As he spoke, he worked, catching the bags that Hernán passed to him and stacking them beside the van.
“You mean kidnap?” Sabra said.
“They are too busy for that. They outsource the kidnapping,” Nestor said, and looked smug using the word “outsource” as he labored with the bags.
“So who does it?”
“Children kidnap you and then sell you to the FARC or anyone who will continue the ransom procedure.”
“Charming,” Janey said.
“What kind of kids would do that?” Hack asked.

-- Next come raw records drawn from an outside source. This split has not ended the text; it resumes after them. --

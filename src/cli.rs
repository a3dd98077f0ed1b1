use std::path::PathBuf;

use clap::Parser;

use crate::config::Config;

/// Interactive search suggestions for CKAN portals
#[derive(Debug, Parser)]
#[command(name = "search-suggest", version, about, long_about = None)]
pub struct Cli {
    /// Portal root URL, e.g. https://demo.ckan.org
    #[arg(short, long)]
    pub url: Option<String>,

    /// Filter query forwarded with every suggestion request
    #[arg(long)]
    pub fq: Option<String>,

    /// Locale forwarded with every suggestion request
    #[arg(long)]
    pub locale: Option<String>,

    /// Keystroke debounce delay in milliseconds
    #[arg(long, value_name = "MS")]
    pub delay_ms: Option<u64>,

    /// Delay before hiding the dropdown after focus leaves, in milliseconds
    #[arg(long, value_name = "MS")]
    pub blur_grace_ms: Option<u64>,

    /// Suggestion request timeout in milliseconds
    #[arg(long, value_name = "MS")]
    pub timeout_ms: Option<u64>,

    /// Config file (defaults to the user config directory)
    #[arg(short, long, value_name = "PATH")]
    pub config: Option<PathBuf>,

    /// Log file (defaults to the user cache directory)
    #[arg(long, value_name = "PATH")]
    pub log_file: Option<PathBuf>,
}

impl Cli {
    /// Override file settings with the ones given on the command line
    pub fn apply(&self, config: &mut Config) {
        if let Some(url) = &self.url {
            config.site.url = Some(url.clone());
        }
        if let Some(fq) = &self.fq {
            config.autocomplete.fq = Some(fq.clone());
        }
        if let Some(locale) = &self.locale {
            config.autocomplete.locale = Some(locale.clone());
        }
        if let Some(delay_ms) = self.delay_ms {
            config.autocomplete.delay_ms = delay_ms;
        }
        if let Some(blur_grace_ms) = self.blur_grace_ms {
            config.autocomplete.blur_grace_ms = blur_grace_ms;
        }
        if let Some(timeout_ms) = self.timeout_ms {
            config.autocomplete.request_timeout_ms = timeout_ms;
        }
    }
}

#[cfg(test)]
#[path = "cli_tests.rs"]
mod cli_tests;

“Hungry kids, with guns,” Nestor said, and headed for the hotel office. “I will give you room keys.”
The others complained about the hotel and were so aggrieved by Nestor’s warnings that Steadman and Ava made a point of praising the place. They drank gin-and-lime in their hotel room, hearing distant voices, screeching women, roaring men.
While Ava sat facing the window and the wall of the hotel garden, which was fragrant with night-blooming jasmine, Steadman walked behind her and put a blindfold over her eyes.
They went on drinking, Steadman carefully filling Ava’s glass, but she said, “It’s not working.”
Steadman said nothing. Perhaps she was tired. Was the whole blindfold business a self-deceiving gimmick, or was it a step too far? He resisted giving it a name. Surely such intensity could not be blunted after one day. Steadman put tonight’s failure down to the fact that they had spent all that time together in the van. Being so close for so long, elbow to elbow, had tired him and killed his desire. Hers too, it seemed.